What you should do » Among these records, which lines include "Clone"? Copy them out.

-------- Information given

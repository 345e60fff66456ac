use chrono::{DateTime, Utc};
use serde::{Deserialize, Serialize};

/// One object or directory in the remote namespace.
#[derive(Debug, Clone, PartialEq, Eq, Serialize, Deserialize)]
pub struct RemoteEntry {
    /// Full key relative to the provider root, without leading slash.
    pub key: String,
    pub size: u64,
    pub last_modified: Option<DateTime<Utc>>,
    pub is_dir: bool,
}

impl RemoteEntry {
    /// Last path segment of the key.
    pub fn name(&self) -> &str {
        self.key
            .trim_end_matches('/')
            .rsplit('/')
            .next()
            .unwrap_or(&self.key)
    }

    /// Key relative to `prefix`, or `None` when the entry is outside it.
    pub fn relative_to(&self, prefix: &str) -> Option<&str> {
        let prefix = prefix.trim_matches('/');
        if prefix.is_empty() {
            return Some(self.key.trim_start_matches('/'));
        }
        self.key
            .trim_start_matches('/')
            .strip_prefix(prefix)
            .and_then(|rest| rest.strip_prefix('/'))
    }

    pub fn format_size(&self) -> String {
        if self.is_dir {
            return "<DIR>".to_string();
        }
        format_size(self.size)
    }
}

/// Result of a remote `stat`.
#[derive(Debug, Clone, PartialEq, Eq)]
pub struct RemoteStat {
    pub size: u64,
    pub is_dir: bool,
    pub last_modified: Option<DateTime<Utc>>,
}

pub fn format_size(size: u64) -> String {
    if size < 1024 {
        format!("{} B", size)
    } else if size < 1024 * 1024 {
        format!("{:.1} KB", size as f64 / 1024.0)
    } else if size < 1024 * 1024 * 1024 {
        format!("{:.1} MB", size as f64 / (1024.0 * 1024.0))
    } else {
        format!("{:.1} GB", size as f64 / (1024.0 * 1024.0 * 1024.0))
    }
}

/// Join remote key segments with single slashes.
pub fn join_key(parts: &[&str]) -> String {
    parts
        .iter()
        .map(|p| p.trim_matches('/'))
        .filter(|p| !p.is_empty())
        .collect::<Vec<_>>()
        .join("/")
}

----------------

Solution to the exercise »
#[derive(Debug, Clone, PartialEq, Eq, Serialize, Deserialize)]
#[derive(Debug, Clone, PartialEq, Eq)]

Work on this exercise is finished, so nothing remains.